En entrant, les enfants furent vivement impressionnés, ce qui les calma pour de bon quelques instants. À l’intérieur en effet, le bâtiment était de toute beauté. Passé le seuil de l’entrée, on pénétrait d’abord dans une salle qui servait d’antichambre. Le sol en marbre, les colonnes vénitiennes, le plafond d’une hauteur vertigineuse, entièrement peint, et les deux statues colossales qui siégeaient de chaque côté imposaient immédiatement un respect muet, surtout pour des enfants peu habitués à ce genre de décor.
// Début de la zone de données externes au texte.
//! Dense charge grid addressed by (row, pad, time bin).
//!
//! The grid is a view over a buffer allocated by the caller. Every row is
//! surrounded by [`PADDING_PAD`] empty pads and the fragment by
//! [`PADDING_TIME`] empty time bins, so neighbor lookups near an edge read
//! zeros instead of needing bounds checks in the kernels.
//!
//! Cells are stored either linearly or in cacheline-sized tiles
//! ([`TilingLayout`]) so that the pads around a position share a cacheline.
#![allow(clippy::cast_sign_loss, clippy::cast_possible_wrap)]

use std::ops::{Deref, DerefMut};

use crate::error::{Error, Result};
use crate::geometry::PadGeometry;
use crate::pos::{ChargePos, PADDING_PAD, PADDING_TIME};

/// Extent of a charge grid before padding.
#[derive(Debug, Clone, Copy, PartialEq, Eq)]
pub struct GridDims {
    rows: usize,
    pads_per_row: usize,
    time_bins: usize,
}

impl GridDims {
    /// Creates grid dimensions.
    #[must_use]
    pub fn new(rows: usize, pads_per_row: usize, time_bins: usize) -> Self {
        Self {
            rows,
            pads_per_row,
            time_bins,
        }
    }

    /// Dimensions large enough for every row of `geometry`.
    #[must_use]
    pub fn for_geometry<G: PadGeometry + ?Sized>(geometry: &G, time_bins: usize) -> Self {
        Self::new(geometry.num_rows(), geometry.max_pads_per_row(), time_bins)
    }

    /// Number of rows.
    #[must_use]
    pub fn rows(&self) -> usize {
        self.rows
    }

    /// Pads per row, without padding.
    #[must_use]
    pub fn pads_per_row(&self) -> usize {
        self.pads_per_row
    }

    /// Time bins per fragment, without padding.
    #[must_use]
    pub fn time_bins(&self) -> usize {
        self.time_bins
    }

    /// Pads per row including the padding on both sides.
    #[must_use]
    pub fn padded_pads_per_row(&self) -> usize {
        self.pads_per_row + 2 * PADDING_PAD
    }

    /// Padded grid width: all rows laid out side by side.
    #[must_use]
    pub fn width(&self) -> usize {
        self.rows * self.padded_pads_per_row()
    }

    /// Padded grid height in time bins.
    #[must_use]
    pub fn height(&self) -> usize {
        self.time_bins + 2 * PADDING_TIME
    }

    /// Maps a position to padded (global pad, time) coordinates.
    ///
    /// Returns `None` for the invalid position and for cells outside the
    /// padded grid.
    #[inline]
    #[must_use]
    pub fn cell(&self, pos: ChargePos) -> Option<(usize, usize)> {
        if !pos.valid() || usize::from(pos.row()) >= self.rows {
            return None;
        }
        let pad = isize::from(pos.pad()) + PADDING_PAD as isize;
        let time = isize::from(pos.time()) + PADDING_TIME as isize;
        if pad < 0 || pad as usize >= self.padded_pads_per_row() {
            return None;
        }
        if time < 0 || time as usize >= self.height() {
            return None;
        }
        let gpad = usize::from(pos.row()) * self.padded_pads_per_row() + pad as usize;
        Some((gpad, time as usize))
    }
}

/// Memory layout of a padded grid.
pub trait GridLayout: Clone + Send + Sync {
    /// Builds the layout for `dims` and elements of `elem_size` bytes.
    fn for_dims(dims: &GridDims, elem_size: usize) -> Self;

    /// Flat index of the padded cell `(gpad, time)`.
    fn index(&self, gpad: usize, time: usize) -> usize;

    /// Number of elements the backing buffer must hold.
    fn len(&self) -> usize;

    /// Returns true if the layout holds no cells.
    fn is_empty(&self) -> bool {
        self.len() == 0
    }
}

/// Row-major layout: one padded time bin after the other.
#[derive(Debug, Clone, Copy, PartialEq, Eq)]
pub struct LinearLayout {
    width: usize,
    height: usize,
}

impl GridLayout for LinearLayout {
    fn for_dims(dims: &GridDims, _elem_size: usize) -> Self {
        Self {
            width: dims.width(),
            height: dims.height(),
        }
    }

    #[inline]
    fn index(&self, gpad: usize, time: usize) -> usize {
        time * self.width + gpad
    }

    fn len(&self) -> usize {
        self.width * self.height
    }
}

/// Tiled layout where each tile fills one 64-byte cacheline.
///
/// 2-byte cells use tiles of 8 pads x 4 time bins, 1-byte cells 8 x 8.
/// Within a tile cells are stored time-major, tiles are stored row-major.
#[derive(Debug, Clone, Copy, PartialEq, Eq)]
pub struct TilingLayout {
    tile_width: usize,
    tile_height: usize,
    width_in_tiles: usize,
    height_in_tiles: usize,
}

impl TilingLayout {
    const CACHELINE: usize = 64;

    /// Tile width in pads.
    #[must_use]
    pub fn tile_width(&self) -> usize {
        self.tile_width
    }

    /// Tile height in time bins.
    #[must_use]
    pub fn tile_height(&self) -> usize {
        self.tile_height
    }

    fn tile_shape(elem_size: usize) -> (usize, usize) {
        match elem_size {
            1 => (8, 8),
            2 => (8, 4),
            4 => (4, 4),
            n => (1, (Self::CACHELINE / n.max(1)).max(1)),
        }
    }
}

impl GridLayout for TilingLayout {
    fn for_dims(dims: &GridDims, elem_size: usize) -> Self {
        let (tile_width, tile_height) = Self::tile_shape(elem_size);
        Self {
            tile_width,
            tile_height,
            width_in_tiles: dims.width().div_ceil(tile_width),
            height_in_tiles: dims.height().div_ceil(tile_height),
        }
    }

    #[inline]
    fn index(&self, gpad: usize, time: usize) -> usize {
        let tile_pad = gpad / self.tile_width;
        let tile_time = time / self.tile_height;
        let in_tile_pad = gpad % self.tile_width;
        let in_tile_time = time % self.tile_height;
        (tile_time * self.width_in_tiles + tile_pad) * (self.tile_width * self.tile_height)
            + in_tile_time * self.tile_width
            + in_tile_pad
    }

    fn len(&self) -> usize {
        self.width_in_tiles * self.tile_width * self.height_in_tiles * self.tile_height
    }
}

/// Number of elements of type `T` a grid with `dims` needs in layout `L`.
#[must_use]
pub fn buffer_len<T, L: GridLayout>(dims: &GridDims) -> usize {
    L::for_dims(dims, std::mem::size_of::<T>()).len()
}

/// A 2D view over an externally owned buffer.
///
/// `S` is the storage (`&[T]`, `&mut [T]` or `Vec<T>`); the view itself
/// owns nothing beyond the addressing state.
#[derive(Debug, Clone)]
pub struct Array2D<S, L = TilingLayout> {
    data: S,
    dims: GridDims,
    layout: L,
}

impl<T, S, L> Array2D<S, L>
where
    S: Deref<Target = [T]>,
    T: Copy + Default,
    L: GridLayout,
{
    /// Wraps `data` as a grid of `dims`.
    ///
    /// Fails if the buffer is smaller than the layout requires.
    pub fn new(data: S, dims: GridDims) -> Result<Self> {
        let layout = L::for_dims(&dims, std::mem::size_of::<T>());
        if data.len() < layout.len() {
            return Err(Error::CapacityOverflow {
                what: "charge grid buffer",
                needed: layout.len(),
                capacity: data.len(),
            });
        }
        Ok(Self { data, dims, layout })
    }

    /// Grid dimensions.
    #[must_use]
    pub fn dims(&self) -> &GridDims {
        &self.dims
    }

    /// Memory layout.
    #[must_use]
    pub fn layout(&self) -> &L {
        &self.layout
    }

    #[inline]
    fn index(&self, pos: ChargePos) -> Option<usize> {
        self.dims
            .cell(pos)
            .map(|(gpad, time)| self.layout.index(gpad, time))
    }

    /// Reads a cell. Invalid positions and cells off the grid read as default.
    #[inline]
    #[must_use]
    pub fn get(&self, pos: ChargePos) -> T {
        self.index(pos)
            .map_or_else(T::default, |idx| self.data[idx])
    }

    /// Returns a read-only view of the same buffer.
    #[must_use]
    pub fn view(&self) -> Array2D<&[T], L> {
        Array2D {
            data: &*self.data,
            dims: self.dims,
            layout: self.layout.clone(),
        }
    }
}

impl<T, S, L> Array2D<S, L>
where
    S: DerefMut<Target = [T]>,
    T: Copy + Default,
    L: GridLayout,
{
    /// Writes a cell.
    pub fn set(&mut self, pos: ChargePos, value: T) -> Result<()> {
        match self.index(pos) {
            Some(idx) => {
                self.data[idx] = value;
                Ok(())
            }
            None => Err(Error::OutOfGrid {
                row: pos.row(),
                pad: pos.pad(),
                time: pos.time(),
            }),
        }
    }

    /// Clears every cell to its default value.
    pub fn reset(&mut self) {
        self.data.fill(T::default());
    }
}

impl<T: Copy + Default, L: GridLayout> Array2D<Vec<T>, L> {
    /// Allocates a zeroed grid of `dims`.
    #[must_use]
    pub fn allocate(dims: GridDims) -> Self {
        let layout = L::for_dims(&dims, std::mem::size_of::<T>());
        Self {
            data: vec![T::default(); layout.len()],
            dims,
            layout,
        }
    }
}

#[cfg(test)]
mod tests {
    use super::*;
    use crate::charge::PackedCharge;
    use crate::pos::Delta2;
    use std::collections::HashSet;

    #[test]
    fn test_padded_dims() {
        let dims = GridDims::new(3, 10, 20);
        assert_eq!(dims.padded_pads_per_row(), 14);
        assert_eq!(dims.width(), 42);
        assert_eq!(dims.height(), 26);
    }

    #[test]
    fn test_tiling_is_a_bijection() {
        let dims = GridDims::new(2, 5, 7);
        let layout = TilingLayout::for_dims(&dims, 2);
        let mut seen = HashSet::new();
        for time in 0..dims.height() {
            for gpad in 0..dims.width() {
                let idx = layout.index(gpad, time);
                assert!(idx < layout.len());
                assert!(seen.insert(idx), "index {idx} used twice");
            }
        }
    }

    #[test]
    fn test_tile_neighbors_share_cacheline() {
        let dims = GridDims::new(1, 32, 32);
        let layout = TilingLayout::for_dims(&dims, 2);
        // Pads 8..16 at time 4 live in one 32-element tile.
        let first = layout.index(8, 4);
        for gpad in 8..16 {
            assert_eq!(layout.index(gpad, 4) / 32, first / 32);
        }
    }

    #[test]
    fn test_get_set() {
        let dims = GridDims::new(2, 8, 16);
        let mut grid: Array2D<Vec<PackedCharge>> = Array2D::allocate(dims);
        let pos = ChargePos::new(1, 3, 5);
        grid.set(pos, PackedCharge::pack(12.5)).unwrap();
        assert_eq!(grid.get(pos), PackedCharge::pack(12.5));
        assert_eq!(grid.get(pos.delta(Delta2::new(1, 0))), PackedCharge::ZERO);
        assert_eq!(grid.get(ChargePos::new(0, 3, 5)), PackedCharge::ZERO);
    }

    #[test]
    fn test_padding_reads_zero() {
        let dims = GridDims::new(1, 4, 4);
        let grid: Array2D<Vec<PackedCharge>> = Array2D::allocate(dims);
        assert_eq!(grid.get(ChargePos::new(0, -2, -3)), PackedCharge::ZERO);
        assert_eq!(grid.get(ChargePos::new(0, -50, 0)), PackedCharge::ZERO);
        assert_eq!(grid.get(ChargePos::invalid()), PackedCharge::ZERO);
        assert_eq!(grid.get(ChargePos::new(9, 0, 0)), PackedCharge::ZERO);
    }

    #[test]
    fn test_set_out_of_grid_fails() {
        let dims = GridDims::new(1, 4, 4);
        let mut grid: Array2D<Vec<u8>, LinearLayout> = Array2D::allocate(dims);
        assert!(matches!(
            grid.set(ChargePos::new(2, 0, 0), 1),
            Err(Error::OutOfGrid { row: 2, .. })
        ));
        assert!(grid.set(ChargePos::invalid(), 1).is_err());
    }

    #[test]
    fn test_view_over_external_buffer() {
        let dims = GridDims::new(1, 4, 4);
        let mut buffer = vec![0u8; buffer_len::<u8, TilingLayout>(&dims)];
        {
            let mut grid: Array2D<&mut [u8]> = Array2D::new(&mut buffer[..], dims).unwrap();
            grid.set(ChargePos::new(0, 1, 1), 3).unwrap();
        }
        let grid: Array2D<&[u8]> = Array2D::new(&buffer[..], dims).unwrap();
        assert_eq!(grid.get(ChargePos::new(0, 1, 1)), 3);
        assert_eq!(buffer.iter().filter(|&&v| v != 0).count(), 1);
    }

    #[test]
    fn test_undersized_buffer_rejected() {
        let dims = GridDims::new(1, 4, 4);
        let buffer = vec![0u8; 3];
        let grid: Result<Array2D<&[u8]>> = Array2D::new(&buffer[..], dims);
        assert!(matches!(grid, Err(Error::CapacityOverflow { .. })));
    }

    #[test]
    fn test_reset() {
        let dims = GridDims::new(1, 4, 4);
        let mut grid: Array2D<Vec<u8>> = Array2D::allocate(dims);
        grid.set(ChargePos::new(0, 0, 0), 7).unwrap();
        grid.reset();
        assert_eq!(grid.get(ChargePos::new(0, 0, 0)), 0);
    }
}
Cette pièce seule donnait l’impression de pénétrer dans le temple sacré d’un roi ou d’une divinité géante. Pourtant, une surprise plus grande encore les attendait de l’autre côté de la seconde porte, curieusement de taille modeste par rapport aux dimensions de la pièce.

Immense.

La salle du rez-de-chaussée était immense. L’allée principale semblait fuir au loin, en se rapetissant à l’infini, à travers les innombrables rayonnages de livres aux contre-allées labyrinthiques. Quatre gigantesques lustres tentaient de compléter la faible clarté apportée par les fenêtres étroites et plongeaient cette nef silencieuse au mobilier de bois sculpté dans une lumière mystérieuse, donnant à l’ensemble une dimension encore plus imposante. Enfin, à chaque extrémité de cette cathédrale de livres, trônaient deux escaliers massifs qui s’élevaient en hélice vers les trois étages supérieurs.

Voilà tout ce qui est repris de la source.